Le carillon des cloches de Notre-Dame-des-Anges, qui jamais ne s’est éteint dans les oreilles de notre Père, doit retentir aux nôtres, comme pour nous rappeler que toute notre existence doit être adoration de Dieu, en compagnie de la très Sainte Vierge, des anges et de toute l’Église triomphante.

Notre Père cultivait aussi l’amitié de l’archange qui, aux dires de certains Pères de l’Église, assiste chaque prêtre dans les tâches propres de son ministère. L’opinion qui veut que les prêtres aient un ange chargé de veiller sur eux est très probable, disait-il un jour. Mais, il y a des années, de nombreuses années, j’ai lu quelque part que chaque prêtre a un archange ministériel, et j’en ai été ému. Je me suis fait une espèce d’Alléluiacomme oraison jaculatoire, et je la redis au mien, matin et soir. Il m’est arrivé parfois de me dire que je ne pouvais tout de même pas croire cela simplement parce que cela avait été écrit par un Père de l’Église dont je ne me rappelle même pas le nom. Alors je considère la bonté de Dieu mon Père, et j’ai l’assurance que, lorsque je prie mon archange ministériel, même si je n’en avais pas, le Seigneur m’en donnerait un, pour que ma prière et ma dévotion aient un fondement[20].

Sachons méditer souvent cet enseignement et d’autres semblables sur les saints anges, et efforçons-nous de les mettre en pratique, chacun à notre manière. Recourrons à leur aide avec confiance. Des difficultés intérieures apparemment insurmontables, des obstacles extérieurs qui semblent des murs infranchissables, pourront être vaincus avec l’assistance de ces amis si puissants à la garde desquels le Seigneur nous a confiés. Mais il faut pour cela, comme notre fondateur l’enseignait en puisant aux sources de la tradition spirituelle de l’Église, consolider une amitié authentique avec notre ange gardien et celui des personnes que nous fréquentons dans notre apostolat. Car l’ange gardien est un prince du ciel que le Seigneur a mis à nos côtés pour veiller sur nous et nous aider, pour nous encourager dans nos angoisses, pour nous sourire au milieu nos peines, pour nous retenir si nous allons tomber, et pour être notre soutien[21].

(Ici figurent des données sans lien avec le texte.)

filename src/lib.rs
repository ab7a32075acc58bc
pub mod download;
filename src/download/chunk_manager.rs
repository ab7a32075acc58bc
use std::path::{Path, PathBuf};
use std::sync::Arc;
use log::{debug, error, info, warn};
use tokio::sync::mpsc;
use tokio_util::sync::CancellationToken;
use crate::download::chunk_item::{ChunkItem, ChunkOutcome};
use crate::download::chunk_range::{Segment, TransferPlan};
use crate::download::client::RangeClient;
use crate::download::error::{DownloadEndCause, DownloadError};
use crate::download::joiner::join_files;
use crate::download::persistence::{Checkpoint, CheckpointStore};

type DownloadResultType = Result<DownloadEndCause, DownloadError>;

enum PartState {
    Pending,
    Completed(PathBuf),
    Remaining(Segment),
    // the part file could not be rolled back
    Unrecoverable,
}

/// Runs one fetcher per segment and turns their outcomes into the end of the
/// download: a joined file, a saved checkpoint or an error.
pub struct ChunkManager<C> {
    client: Arc<C>,
    cancel_token: CancellationToken,
}

impl<C: RangeClient> ChunkManager<C> {
    pub fn new(client: Arc<C>, cancel_token: CancellationToken) -> Self {
        Self { client, cancel_token }
    }

    pub async fn download(
        &self,
        plan: TransferPlan,
        store: &CheckpointStore,
        output: &Path,
    ) -> DownloadResultType {
        let count = plan.segments.len();
        // cancelled on the first failure without touching the caller's token
        let token = self.cancel_token.child_token();
        let (sender, mut receiver) = mpsc::channel(count.max(1));

        info!("Downloading {} in {} parts", plan.url, count);
        for (index, segment) in plan.segments.iter().enumerate() {
            let item = ChunkItem::new(
                index,
                segment.clone(),
                plan.expected_len(index),
                plan.resumable,
                plan.resumed,
                self.client.clone(),
                token.clone(),
            );
            let sender = sender.clone();

            tokio::spawn(async move {
                let outcome = item.download().await;
                let _ = sender.send((index, outcome)).await;
            });
        }
        // the channel closes once every fetcher has reported
        drop(sender);

        let mut states: Vec<PartState> = (0..count).map(|_| PartState::Pending).collect();
        let mut interrupted = false;
        let mut failure = None;

        while let Some((index, outcome)) = receiver.recv().await {
            states[index] = match outcome {
                ChunkOutcome::Completed(path) => PartState::Completed(path),
                ChunkOutcome::Interrupted(remaining) => {
                    interrupted = true;
                    PartState::Remaining(remaining)
                }
                ChunkOutcome::Failed { error, remaining } => {
                    error!("Part {} failed: {}", index, error);
                    if failure.is_none() {
                        token.cancel();
                        failure = Some(error);
                    }
                    remaining.map_or(PartState::Unrecoverable, PartState::Remaining)
                }
            };
        }

        if let Some(error) = failure {
            if plan.resumable {
                match self.save_checkpoint(&plan, &states, store).await {
                    Ok(path) => info!("Saved progress to {:?} before failing", path),
                    Err(err) => warn!("Progress of {} could not be saved: {}", plan.url, err),
                }
            }
            return Err(error);
        }

        if let Some(index) = states.iter().position(|state| matches!(state, PartState::Pending)) {
            return Err(DownloadError::WorkerLost(index));
        }

        if interrupted {
            if !plan.resumable {
                warn!("Interrupted a transfer that cannot be resumed");
                store.remove(&plan.url).await?;
                return Ok(DownloadEndCause::Cancelled);
            }

            let checkpoint = self.save_checkpoint(&plan, &states, store).await?;
            info!("Interrupted, progress saved to {:?}", checkpoint);
            return Ok(DownloadEndCause::Paused { checkpoint });
        }

        let files: Vec<PathBuf> = states
            .into_iter()
            .filter_map(|state| match state {
                PartState::Completed(path) => Some(path),
                _ => None,
            })
            .collect();

        if let [file] = files.as_slice() {
            if tokio::fs::metadata(file).await?.len() == 0 {
                info!("{} is empty, nothing to join", plan.url);
                store.remove(&plan.url).await?;
                return Ok(DownloadEndCause::Empty);
            }
        }

        let written = join_files(files, output).await?;
        if let Some(expected) = plan.total_len.filter(|len| *len != written) {
            warn!("Joined {} bytes, the server announced {}", written, expected);
        }
        store.remove(&plan.url).await?;
        debug!("Removed working directory of {}", plan.url);

        Ok(DownloadEndCause::Finished { output: output.to_path_buf() })
    }

    /// Saves what is left of every part, completed parts as empty ranges.
    async fn save_checkpoint(
        &self,
        plan: &TransferPlan,
        states: &[PartState],
        store: &CheckpointStore,
    ) -> Result<PathBuf, DownloadError> {
        let mut remaining = Vec::with_capacity(states.len());
        for (index, (segment, state)) in plan.segments.iter().zip(states).enumerate() {
            match state {
                PartState::Completed(_) => remaining.push(Segment {
                    range: segment.range.map(|range| range.advance(range.len())),
                    ..segment.clone()
                }),
                PartState::Remaining(segment) => remaining.push(segment.clone()),
                PartState::Pending | PartState::Unrecoverable => {
                    return Err(DownloadError::NotResumable(index));
                }
            }
        }

        let checkpoint = Checkpoint::from_segments(plan.url.clone(), &remaining)?;
        store.save(&checkpoint).await
    }
}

Saint Josémaria a consigné dans Sillon une autre réflexion qui peut nous apporter une grande consolation : Notre ange gardien nous accompagne toujours comme un témoin privilégié. C’est lui qui, à l’heure de ton jugement particulier, rappellera les délicatesses que tu as eues envers notre Seigneur tout au long de ta vie. Plus encore : lorsque tu te sentiras confondu devant les terribles accusations de l’ennemi, ton ange présentera les élans intimes de ton cœur (peut-être les as-tu toi-même oubliés), ces manifestations d’amour que tu as adressées à Dieu le Père, à Dieu le Fils, à Dieu le Saint-Esprit. N’oublie donc jamais la présence de ton ange gardien, et ce Prince du ciel ne t’abandonnera ni maintenant, ni au moment décisif[22].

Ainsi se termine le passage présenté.